Banco de Londres y Río de la Plata
- facade of the Banco de Londres y Río de la Plata (1885)
- Industry: Banking and Financial services
- Founded: 1862
- Defunct: 1923
- Successor: Banco de Londres y América del Sur
- Headquarters: Buenos Aires, Argentina
- Area served: Buenos Aires Córdoba Rosario Montevideo
- Owner: Lloyds Bank (1918-1923)

= Banco de Londres y Río de la Plata =

Banco de Londres y Río de la Plata (Bank of London and the River Plate) was a British financial institution, which operated in Buenos Aires from 1862 to 1923.

== History ==

The financial company Banco de Londres, Buenos Ayres y Río de la Plata was formed with English capitals in 1862. Its Board of directors was composed of G. W. Drabble, president, E. R. Duffield, managing director, and C. Hemery, as assistant manager.
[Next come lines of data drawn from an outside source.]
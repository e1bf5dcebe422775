//! Complexity estimation for resolved queries.

use super::model::{Dimension, Query};
use crate::error::{Error, Result};
use serde::Serialize;
use std::fmt;

/// Per-dimension cardinalities of a resolved query.
#[derive(Debug, Clone, Copy, PartialEq, Eq, Serialize)]
pub struct ComplexityScore {
    pub items: usize,
    pub units: usize,
    pub periods: usize,
}

impl ComplexityScore {
    /// Product of the three cardinalities, saturating at `u64::MAX`.
    pub fn total(&self) -> u64 {
        (self.items as u64)
            .saturating_mul(self.units as u64)
            .saturating_mul(self.periods as u64)
    }

    pub fn cardinality(&self, dimension: Dimension) -> usize {
        match dimension {
            Dimension::Items => self.items,
            Dimension::Units => self.units,
            Dimension::Periods => self.periods,
        }
    }

    /// Product of the two dimensions other than `dimension`.
    pub fn product_excluding(&self, dimension: Dimension) -> u64 {
        Dimension::ALL
            .iter()
            .filter(|d| **d != dimension)
            .fold(1u64, |acc, d| acc.saturating_mul(self.cardinality(*d) as u64))
    }

    /// True when some dimension selects nothing.
    pub fn is_empty(&self) -> bool {
        self.items == 0 || self.units == 0 || self.periods == 0
    }

    pub fn within(&self, limit: u64) -> bool {
        self.total() <= limit
    }

    /// Largest dimension; ties go to units, then periods, then items.
    pub fn dominant(&self) -> Dimension {
        Dimension::ALL
            .iter()
            .copied()
            .max_by_key(|d| (self.cardinality(*d), d.split_preference()))
            .unwrap_or(Dimension::Units)
    }

    /// Largest dimension that still has more than one identifier.
    pub fn dominant_splittable(&self) -> Option<Dimension> {
        Some(self.dominant()).filter(|d| self.cardinality(*d) > 1)
    }
}

impl fmt::Display for ComplexityScore {
    fn fmt(&self, f: &mut fmt::Formatter<'_>) -> fmt::Result {
        write!(f, "{}x{}x{}={}", self.items, self.units, self.periods, self.total())
    }
}

/// Scores queries whose dimensions are all explicit.
#[derive(Debug, Clone, Copy, Default)]
pub struct ComplexityEstimator;

impl ComplexityEstimator {
    pub fn new() -> Self {
        Self
    }

    /// Score a resolved query. Fails with `UnresolvedDimension` on the first
    /// dimension that is still symbolic.
    pub fn score(&self, query: &Query) -> Result<ComplexityScore> {
        let count = |dimension: Dimension| {
            query
                .dimension(dimension)
                .cardinality()
                .exact()
                .ok_or(Error::UnresolvedDimension(dimension))
        };

        Ok(ComplexityScore {
            items: count(Dimension::Items)?,
            units: count(Dimension::Units)?,
            periods: count(Dimension::Periods)?,
        })
    }
}
//! GET serialization of resolved queries, analytics-API style.
//!
//! `dimension=dx:a;b&dimension=ou:x;y&dimension=pe:202401&skipMeta=true`
//!
//! Dimension values are fully percent-encoded (`:` and `;` included), which is
//! what most HTTP clients send and gives the longest, safest length estimate.

use super::model::{Dimension, Query};
use crate::error::{Error, Result};

/// Serialize a resolved query into its query string.
pub fn encode_query_string(query: &Query) -> Result<String> {
    let mut params = Vec::with_capacity(Dimension::ALL.len() + query.flags().len());
    for dimension in Dimension::ALL {
        params.push(format!("dimension={}", encode_dimension(query, dimension)?));
    }
    for (name, value) in query.flags() {
        params.push(format!("{}={}", urlencoding::encode(name), value));
    }
    Ok(params.join("&"))
}

/// Length of the serialized query string.
pub fn encoded_len(query: &Query) -> Result<usize> {
    encode_query_string(query).map(|s| s.len())
}

/// Encoded length contributed by one dimension's identifier list.
pub(crate) fn dimension_encoded_len(query: &Query, dimension: Dimension) -> Result<usize> {
    encode_dimension(query, dimension).map(|s| s.len())
}

fn encode_dimension(query: &Query, dimension: Dimension) -> Result<String> {
    let ids = query
        .dimension(dimension)
        .ids()
        .ok_or(Error::UnresolvedDimension(dimension))?;
    let value = format!("{}:{}", dimension.key(), ids.join(";"));
    Ok(urlencoding::encode(&value).into_owned())
}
In Buenos Aires the board was chaired by Robert Thurburn and Thomas Hogg, who remained in their positions until about 1900.

The banking establishment was located on the corner of Piedad and Calle Reconquista, neighborhood of San Nicolás.

This bank came to have branches in Córdoba Province and Rosario, Santa Fe, and also operated in Montevideo, Uruguay. In 1918, the Banco de Londres y Río de la Plata was acquired by Lloyds Bank.